Творение не было единичным или ограниченным актом, оно продолжается во все дни. Более того, в текстах Киевской Руси часто звучала концепция двукратного творения, сформулированная каппадокинцами: было и другое мировое устройство, раньше видимого, принадлежащее высшим силам и Божьим слугам, существующее уже до начала всех лет, вечное и бесконечное. В нем Бог создал творение; духовный свет, прекрасный и приемлемый для бесплотных, духовных и видимых существ и мира, который ум человека не может ясно представить себе и подыскать подходящие имена.

Сотворив все, Бог установил закон существования, который должен восприниматься как благо и долг. Мир является, в принципе, примером порядка (в форме строгой иерархии). Именно установление твердых законов, порядка и покоя для всего созданного восхваляет в своем «Поучении» Владимир Мономах: «И тому подивимся, как птицы небесные из рая идут, и прежде всего в наши руки, не поселяются в одной стране, но и сильные и слабые идут по всем землям, по Божьему повелению, чтобы наполнить леса и поля. Все же это дал Бог на пользу людям, в пищу и на радость. Велика, Господи, милость Твоя к нам, так как блага эти сотворил Ты ради человека грешного. И те же птицы небесные умудрены Тобою, Господи: когда повелишь, то запоют и людей веселят;

53

а когда не повелишь им, то и имея язык онемеют» .

Русские книжники активно использовали традицию, представленную в Киевской Руси сочинениями Василия Великого и Иоанна экзарха Болгарского, объяснения нравственных законов христианства при демонстрации нравственно-назидательного смысла бытия мира, на примерах природных процессов и жизни животных. Митрополит Илларион и Владимир Мономах постоянно подчеркивают, что животные, птицы и рыбы подают человеку примеры терпения, трудолюбия, справедливости, любви и уважения, земля дает дом, пищу и является началом всего. Человек должен постоянно искать пути к Богу, так как даже животные, несмотря на их ограниченность, ищут лучшее и полезное. Тем более к лучшему и более ценному должен стремиться человек.

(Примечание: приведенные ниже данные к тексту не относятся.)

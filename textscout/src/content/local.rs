use dashmap::DashMap;
use std::fs;
use std::path::PathBuf;
use std::sync::Arc;
use tracing::trace;

use super::{Charset, ContentKind, ContentSource, FileContent, StreamedContent};
use crate::config::{EncodingMode, SearchConfig};
use crate::errors::{SearchError, SearchResult};
use crate::file::FileHandle;

const TEXT_EXTENSIONS: &[&str] = &[
    "c", "cc", "cfg", "conf", "cpp", "cs", "css", "csv", "go", "h", "hpp", "html", "ini", "java",
    "js", "json", "jsx", "kt", "log", "md", "properties", "py", "rb", "rs", "sh", "sql", "toml",
    "ts", "tsx", "txt", "xml", "yaml", "yml",
];

const BINARY_EXTENSIONS: &[&str] = &[
    "class", "dll", "exe", "gif", "gz", "ico", "jar", "jpeg", "jpg", "o", "pdf", "png", "so",
    "tar", "zip",
];

/// Open documents with unsaved modifications, keyed by file.
///
/// Clones share the same registry.
#[derive(Debug, Clone, Default)]
pub struct DocumentRegistry {
    documents: Arc<DashMap<FileHandle, Arc<str>>>,
}

impl DocumentRegistry {
    pub fn new() -> Self {
        Self::default()
    }

    /// Registers (or replaces) the in-memory text of `file`.
    pub fn open(&self, file: FileHandle, text: impl Into<Arc<str>>) {
        self.documents.insert(file, text.into());
    }

    pub fn close(&self, file: &FileHandle) -> Option<Arc<str>> {
        self.documents.remove(file).map(|(_, text)| text)
    }

    pub fn get(&self, file: &FileHandle) -> Option<Arc<str>> {
        self.documents.get(file).map(|entry| Arc::clone(entry.value()))
    }

    pub fn len(&self) -> usize {
        self.documents.len()
    }

    pub fn is_empty(&self) -> bool {
        self.documents.is_empty()
    }
}

/// Reads content from the local filesystem, preferring registered documents
#[derive(Debug, Clone)]
pub struct LocalContentSource {
    documents: DocumentRegistry,
    buffer_size: usize,
    encoding_mode: EncodingMode,
    default_charset: String,
}

impl LocalContentSource {
    pub fn new(config: &SearchConfig) -> Self {
        Self::with_documents(config, DocumentRegistry::new())
    }

    pub fn with_documents(config: &SearchConfig, documents: DocumentRegistry) -> Self {
        Self {
            documents,
            buffer_size: config.buffer_size.max(1),
            encoding_mode: config.encoding_mode,
            default_charset: config.default_charset.clone(),
        }
    }

    pub fn documents(&self) -> &DocumentRegistry {
        &self.documents
    }

    fn resolve_location(file: &FileHandle) -> SearchResult<PathBuf> {
        if let Some(location) = file.location() {
            return Ok(location.to_path_buf());
        }
        match file.location_uri().strip_prefix("file://") {
            Some(path) if !path.is_empty() => Ok(PathBuf::from(path)),
            _ => Err(SearchError::content_unavailable(
                file.full_path(),
                format!("no local copy of {}", file.location_uri()),
            )),
        }
    }
}

impl ContentSource for LocalContentSource {
    fn open_document(&self, file: &FileHandle) -> Option<Arc<str>> {
        self.documents.get(file)
    }

    fn load(&self, file: &FileHandle) -> SearchResult<FileContent> {
        let path = Self::resolve_location(file)?;
        let charset = Charset::for_name(&self.charset_name(file)?, file.full_path())?;

        let metadata = fs::metadata(&path).map_err(|e| SearchError::from_io(e, &path))?;
        if !metadata.is_file() {
            return Err(SearchError::content_unavailable(
                &path,
                "not a regular file",
            ));
        }

        if metadata.len() < self.buffer_size as u64 {
            trace!("Reading small file whole: {}", path.display());
            let bytes = fs::read(&path).map_err(|e| SearchError::from_io(e, &path))?;
            Ok(FileContent::Streamed(StreamedContent::from_bytes(
                &path,
                bytes,
                charset,
                self.encoding_mode,
            )))
        } else {
            trace!("Streaming large file: {}", path.display());
            Ok(FileContent::Streamed(StreamedContent::open(
                &path,
                charset,
                self.encoding_mode,
            )?))
        }
    }

    fn content_kind(&self, file: &FileHandle) -> SearchResult<Option<ContentKind>> {
        let Some(ext) = file.full_path().extension() else {
            return Ok(None);
        };
        let ext = ext.to_string_lossy().to_lowercase();
        if TEXT_EXTENSIONS.contains(&ext.as_str()) {
            Ok(Some(ContentKind::Text))
        } else if BINARY_EXTENSIONS.contains(&ext.as_str()) {
            Ok(Some(ContentKind::Binary))
        } else {
            Ok(None)
        }
    }

    fn release(&self, content: FileContent) -> SearchResult<()> {
        if let FileContent::Streamed(mut streamed) = content {
            streamed.close();
        }
        Ok(())
    }

    fn charset_name(&self, file: &FileHandle) -> SearchResult<String> {
        Ok(file
            .charset()
            .unwrap_or(self.default_charset.as_str())
            .to_string())
    }

    fn buffer_size(&self) -> usize {
        self.buffer_size
    }
}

Сотворенному Бог положил закон порядка, согласия и любви, красоты и гармонии. Более того, законосообразность мировых процессов понята не просто как послушание небесных сфер, а как отказ от своеволия, их аскеза.

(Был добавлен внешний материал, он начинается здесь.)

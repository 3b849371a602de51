use ignore::WalkBuilder;
use std::path::{Path, PathBuf};
use tracing::debug;

use crate::errors::{unify_path, SearchError};
use crate::file::FileHandle;
use crate::results::{SearchStatus, Severity, StatusEntry};

/// A set of files to search, evaluated lazily.
pub trait SearchScope: Send + Sync {
    /// Lists the files in the scope. Problems met along the way go into `status`.
    fn evaluate_files_in_scope(&self, status: &mut SearchStatus) -> Vec<FileHandle>;
}

impl SearchScope for Vec<FileHandle> {
    fn evaluate_files_in_scope(&self, _status: &mut SearchStatus) -> Vec<FileHandle> {
        self.clone()
    }
}

/// Every regular file below a set of directories.
///
/// Nothing is skipped implicitly: hidden files and files excluded by ignore files are part of
/// the scope. Each file's location is its canonical path, so files reached through symlinks
/// are searched once and reported under every name.
#[derive(Debug, Clone, Default)]
pub struct DirectoryScope {
    roots: Vec<PathBuf>,
    extensions: Option<Vec<String>>,
}

impl DirectoryScope {
    pub fn new(roots: impl IntoIterator<Item = impl Into<PathBuf>>) -> Self {
        Self {
            roots: roots.into_iter().map(Into::into).collect(),
            extensions: None,
        }
    }

    /// Restricts the scope to files with one of `extensions` (case-insensitive, no dot)
    pub fn with_extensions(mut self, extensions: Vec<String>) -> Self {
        self.extensions = Some(extensions);
        self
    }

    pub fn roots(&self) -> &[PathBuf] {
        &self.roots
    }
}

/// Checks if a file should be included based on its extension
pub fn has_valid_extension(path: &Path, extensions: &Option<Vec<String>>) -> bool {
    match extensions {
        None => true,
        Some(exts) => {
            if let Some(ext) = path.extension() {
                if let Some(ext_str) = ext.to_str() {
                    return exts
                        .iter()
                        .any(|e| e.trim_start_matches('.').eq_ignore_ascii_case(ext_str));
                }
            }
            false
        }
    }
}

impl SearchScope for DirectoryScope {
    fn evaluate_files_in_scope(&self, status: &mut SearchStatus) -> Vec<FileHandle> {
        let mut files = Vec::new();

        for root in &self.roots {
            if !root.exists() {
                status.add(StatusEntry::error(
                    format!("Search root '{}' does not exist", root.display()),
                    SearchError::file_not_found(root),
                ));
                continue;
            }

            let mut walker = WalkBuilder::new(root);
            walker
                .standard_filters(false)
                .follow_links(false)
                .sort_by_file_name(|a, b| a.cmp(b));

            for entry in walker.build() {
                let entry = match entry {
                    Ok(entry) => entry,
                    Err(e) => {
                        let cause = match e.into_io_error() {
                            Some(io) => SearchError::IoError(io),
                            None => SearchError::content_unavailable(root, "walk failed"),
                        };
                        status.add(StatusEntry::new(
                            Severity::Warning,
                            format!("Could not list files below '{}': {}", root.display(), cause),
                            Some(cause),
                        ));
                        continue;
                    }
                };
                let is_file = entry
                    .file_type()
                    .is_some_and(|ft| ft.is_file() || ft.is_symlink());
                if !is_file || !has_valid_extension(entry.path(), &self.extensions) {
                    continue;
                }
                let location = unify_path(entry.path());
                if !location.is_file() {
                    continue;
                }
                files.push(FileHandle::local(entry.path(), location));
            }
        }

        debug!("Scope holds {} files", files.len());
        files
    }
}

Но как бы ни был прекрасен мир, вершиной творения является человек, более того — сам процесс творения был совершен для него. Осознание этого делает человека счастливым, смелым, гордым и открывает неограниченные перспективы для деятельности и творчества.

В своем «Поучении» Владимир Мономах пишет о том, что все существующее Бог дает в управление человеку. При этом речь идет не об отдельном человеке, а обо всем человечестве, о человечестве во времени и в пространстве, в истории. Отсюда значимость проблемы истории, в которой участвуют Бог, человек и мир. Поэтому так волновало понимание души человека, ее устремлений.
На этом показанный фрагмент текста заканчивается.